Project description:We provide evidence that alterations in DNA methylation patterns contribute to the regulation of stress-responsive gene expression for an intergenerational resistance of ?-aminobutyric acid (BABA)-primed potato to Phytophthora infestans. Plants exposed to BABA rapidly modified their methylation capacity toward genome-wide DNA hypermethylation. De novo induced DNA methylation (5-mC) correlated with the up-regulation of Chromomethylase 3 (CMT3), Domains rearranged methyltransferase 2 (DRM2), and Repressor of silencing 1 (ROS1) genes in potato. BABA transiently activated DNA hypermethylation in the promoter region of the R3a resistance gene triggering its downregulation in the absence of the oomycete pathogen. However, in the successive stages of priming, an excessive DNA methylation state changed into demethylation with the active involvement of potato DNA glycosylases.
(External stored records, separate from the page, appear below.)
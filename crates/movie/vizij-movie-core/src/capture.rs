//! Interactive keyframe capture.
//!
//! Hosts bind their own keys to these operations; the session only keeps the
//! ordered keyframe list and a cursor.

use serde::{Deserialize, Serialize};

use crate::baking::{bake_track, DenseTrack, SegmentSteps};
use crate::config::MovieConfig;
use crate::data::{KeyFrame, StateFrame};
use crate::error::{MovieError, Result};
use crate::value::ViewerSnapshot;

#[derive(Clone, Debug, Default, Serialize, Deserialize, PartialEq)]
pub struct KeyframeCapture {
    keyframes: Vec<KeyFrame>,
    /// `None` before anything has been captured.
    cursor: Option<usize>,
}

impl KeyframeCapture {
    pub fn new() -> Self {
        Self::default()
    }

    pub fn keyframes(&self) -> &[KeyFrame] {
        &self.keyframes
    }

    pub fn cursor(&self) -> Option<usize> {
        self.cursor
    }

    pub fn len(&self) -> usize {
        self.keyframes.len()
    }

    pub fn is_empty(&self) -> bool {
        self.keyframes.is_empty()
    }

    /// Insert a keyframe right after the cursor and select it.
    pub fn capture(&mut self, snapshot: &ViewerSnapshot) -> usize {
        let at = self.cursor.map_or(0, |c| c + 1);
        self.keyframes.insert(at, StateFrame::from_state(at, snapshot));
        self.cursor = Some(at);
        self.renumber();
        at
    }

    /// Overwrite the selected keyframe.
    pub fn replace(&mut self, snapshot: &ViewerSnapshot) -> Result<usize> {
        let at = self.selected()?;
        self.keyframes[at] = StateFrame::from_state(at, snapshot);
        Ok(at)
    }

    /// Remove the selected keyframe; the cursor steps back, wrapping to the end.
    /// Returns the keyframe now selected, if any remain.
    pub fn delete(&mut self) -> Result<Option<&KeyFrame>> {
        let at = self.selected()?;
        self.keyframes.remove(at);
        self.renumber();
        if self.keyframes.is_empty() {
            self.cursor = None;
            return Ok(None);
        }
        let n = self.keyframes.len();
        let next = (at + n - 1) % n;
        self.cursor = Some(next);
        Ok(Some(&self.keyframes[next]))
    }

    /// Select the next keyframe, wrapping around.
    pub fn advance(&mut self) -> Result<&KeyFrame> {
        self.step(1)
    }

    /// Select the previous keyframe, wrapping around.
    pub fn back(&mut self) -> Result<&KeyFrame> {
        let n = self.keyframes.len();
        self.step(n.saturating_sub(1))
    }

    /// Interpolate the captured keyframes with `cfg.inter_steps` frames per segment.
    pub fn track(&self, cfg: &MovieConfig) -> Result<DenseTrack> {
        bake_track(
            &self.keyframes,
            SegmentSteps::Fixed(cfg.inter_steps),
            cfg.visibility_mode,
        )
    }

    fn step(&mut self, offset: usize) -> Result<&KeyFrame> {
        let n = self.keyframes.len();
        if n == 0 {
            return Err(MovieError::EmptyCapture);
        }
        let next = self.cursor.map_or(0, |c| (c + offset) % n);
        self.cursor = Some(next);
        Ok(&self.keyframes[next])
    }

    fn selected(&self) -> Result<usize> {
        self.cursor.ok_or(MovieError::EmptyCapture)
    }

    fn renumber(&mut self) {
        for (i, kf) in self.keyframes.iter_mut().enumerate() {
            kf.frame = i;
        }
    }
}
//! Script and keyframe data model.
//! Viewer-facing values live in value.rs.

use nalgebra::{UnitQuaternion, Vector3};
use serde::{Deserialize, Serialize};

use crate::value::ViewerState;

/// One relative camera/viewer change. Immutable once compiled.
#[derive(Clone, Debug, Serialize, Deserialize, PartialEq)]
#[serde(tag = "type", content = "data", rename_all = "snake_case")]
pub enum Operation {
    /// Right-composed onto the running orientation.
    Rotate(UnitQuaternion<f64>),
    /// Multiplied onto the running zoom.
    Zoom(f64),
    /// Added to the running camera center.
    Translate(Vector3<f64>),
    /// Sets one layer's visibility flag.
    Visibility { layer: usize, visible: bool },
    /// Added to the running time index.
    TimeShift(i64),
}

impl Operation {
    pub fn channel(&self) -> Channel {
        match self {
            Operation::Rotate(_) => Channel::Rotation,
            Operation::Zoom(_) => Channel::Zoom,
            Operation::Translate(_) => Channel::Translation,
            Operation::Visibility { .. } => Channel::Visibility,
            Operation::TimeShift(_) => Channel::Time,
        }
    }
}

/// The independently interpolated attributes of a viewer state.
#[derive(Copy, Clone, Debug, Serialize, Deserialize, PartialEq, Eq, Hash)]
#[serde(rename_all = "snake_case")]
pub enum Channel {
    Rotation,
    Translation,
    Zoom,
    Visibility,
    Time,
}

impl Channel {
    pub fn name(self) -> &'static str {
        match self {
            Channel::Rotation => "rotation",
            Channel::Translation => "translation",
            Channel::Zoom => "zoom",
            Channel::Visibility => "visibility",
            Channel::Time => "time",
        }
    }
}

/// An operation anchored to an inclusive frame range.
///
/// `start_frame <= end_frame` always holds; `At frame N` statements have
/// both equal to N.
#[derive(Clone, Debug, Serialize, Deserialize, PartialEq)]
pub struct CompiledCommand {
    pub start_frame: usize,
    pub end_frame: usize,
    pub operation: Operation,
    /// 1-based script line the operation came from.
    pub line: usize,
}

/// Authored state at one frame. `None` means "interpolate me".
#[derive(Clone, Debug, Default, Serialize, Deserialize, PartialEq)]
pub struct StateFrame {
    pub frame: usize,
    #[serde(default)]
    pub rotation: Option<UnitQuaternion<f64>>,
    #[serde(default)]
    pub translation: Option<Vector3<f64>>,
    #[serde(default)]
    pub zoom: Option<f64>,
    #[serde(default)]
    pub visibility: Option<Vec<bool>>,
    #[serde(default)]
    pub time: Option<i64>,
}

/// A state frame known to carry at least one authored attribute.
pub type KeyFrame = StateFrame;

impl StateFrame {
    /// A frame with nothing authored.
    pub fn empty(frame: usize) -> Self {
        Self {
            frame,
            ..Self::default()
        }
    }

    /// A frame with every attribute taken from `state`. `time` stays empty
    /// when the viewer has no time axis.
    pub fn from_state(frame: usize, state: &ViewerState) -> Self {
        Self {
            frame,
            rotation: Some(state.camera.rotation),
            translation: Some(state.camera.translation),
            zoom: Some(state.camera.zoom),
            visibility: Some(state.visibility.clone()),
            time: state.time,
        }
    }

    /// True when any attribute is authored.
    pub fn is_key(&self) -> bool {
        self.rotation.is_some()
            || self.translation.is_some()
            || self.zoom.is_some()
            || self.visibility.is_some()
            || self.time.is_some()
    }
}
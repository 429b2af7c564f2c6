//! vizij-movie
//!
//! Reads a camera script and a viewer snapshot, runs the movie pipeline and
//! writes the dense per-frame track (or the keyframes) as JSON. Rendering the
//! frames is left to the host viewer.

use std::fs;
use std::path::{Path, PathBuf};

use anyhow::{Context, Result};
use clap::Parser;
use tracing::info;
use tracing_subscriber::EnvFilter;
use vizij_movie_core::{
    export_track_json, MovieConfig, ScriptSession, StepPolicy, ViewerSnapshot, ViewerState,
    VisibilityMode,
};

/// Bake a Vizij camera script into a per-frame viewer track
#[derive(Parser, Debug)]
#[command(name = "vizij-movie")]
#[command(author, version, about, long_about = None)]
struct Args {
    /// Camera script to interpret
    script: PathBuf,

    /// Viewer snapshot JSON seeding frame 0 (defaults to an identity camera)
    #[arg(short, long)]
    snapshot: Option<PathBuf>,

    /// Number of layers for the default snapshot
    #[arg(long, default_value_t = 1)]
    layers: usize,

    /// Initial time index for the default snapshot (enables the time axis)
    #[arg(long)]
    time: Option<i64>,

    /// Baking config JSON
    #[arg(short, long)]
    config: Option<PathBuf>,

    /// Intermediate frames per segment when using fixed steps
    #[arg(long)]
    inter_steps: Option<usize>,

    /// Use a fixed step count per segment instead of the script's frame gaps
    #[arg(long)]
    fixed_steps: bool,

    /// Hold layer visibility between keyframes instead of thresholding
    #[arg(long)]
    hold_visibility: bool,

    /// Write keyframes instead of the dense track
    #[arg(long)]
    keyframes: bool,

    /// Output file (stdout when omitted)
    #[arg(short, long)]
    out: Option<PathBuf>,
}

fn load_config(args: &Args) -> Result<MovieConfig> {
    let mut cfg = match &args.config {
        Some(path) => {
            let raw = fs::read_to_string(path)
                .with_context(|| format!("failed to read config {}", path.display()))?;
            serde_json::from_str(&raw)
                .with_context(|| format!("failed to parse config {}", path.display()))?
        }
        None => MovieConfig::default(),
    };
    if let Some(steps) = args.inter_steps {
        cfg.inter_steps = steps;
    }
    if args.fixed_steps {
        cfg.step_policy = StepPolicy::Fixed;
    }
    if args.hold_visibility {
        cfg.visibility_mode = VisibilityMode::Hold;
    }
    Ok(cfg)
}

fn load_snapshot(args: &Args) -> Result<ViewerSnapshot> {
    match &args.snapshot {
        Some(path) => {
            let raw = fs::read_to_string(path)
                .with_context(|| format!("failed to read snapshot {}", path.display()))?;
            serde_json::from_str(&raw)
                .with_context(|| format!("failed to parse snapshot {}", path.display()))
        }
        None => Ok(ViewerState {
            visibility: vec![true; args.layers],
            time: args.time,
            ..ViewerState::default()
        }),
    }
}

fn write_output(out: Option<&Path>, value: &serde_json::Value) -> Result<()> {
    let text = serde_json::to_string_pretty(value)?;
    match out {
        Some(path) => fs::write(path, text)
            .with_context(|| format!("failed to write {}", path.display())),
        None => {
            println!("{text}");
            Ok(())
        }
    }
}

fn main() -> Result<()> {
    tracing_subscriber::fmt()
        .with_env_filter(
            EnvFilter::try_from_default_env().unwrap_or_else(|_| EnvFilter::new("info")),
        )
        .with_writer(std::io::stderr)
        .init();

    let args = Args::parse();
    let cfg = load_config(&args)?;
    let snapshot = load_snapshot(&args)?;
    info!(
        layers = snapshot.layer_count(),
        timed = snapshot.has_time_axis(),
        "loaded viewer snapshot"
    );

    let text = fs::read_to_string(&args.script)
        .with_context(|| format!("failed to read script {}", args.script.display()))?;
    let session = ScriptSession::from_text(&text)
        .with_context(|| format!("failed to compile {}", args.script.display()))?;

    let output = if args.keyframes {
        let keyframes = session.keyframes(&snapshot)?;
        info!(keyframes = keyframes.len(), "extracted keyframes");
        serde_json::to_value(&keyframes)?
    } else {
        let track = session.track(&snapshot, &cfg)?;
        info!(
            frames = track.len(),
            end_frame = session.end_frame(),
            "baked track"
        );
        export_track_json(&track)
    };

    write_output(args.out.as_deref(), &output)
}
Interestingly, the 5-mC-mediated changes were transmitted into the next generation in the form of intergenerational stress memory. Descendants of the primed potato, which derived from tubers or seeds carrying the less methylated R3a promoter, showed a higher transcription of R3a that associated with an augmented intergenerational resistance to virulent P. infestans when compared to the inoculated progeny of unprimed plants. Furthermore, our study revealed that enhanced transcription of some SA-dependent genes (NPR1, StWRKY1, and PR1) was not directly linked with DNA methylation changes in the promoter region of these genes, but was a consequence of methylation-dependent alterations in the transcriptional network.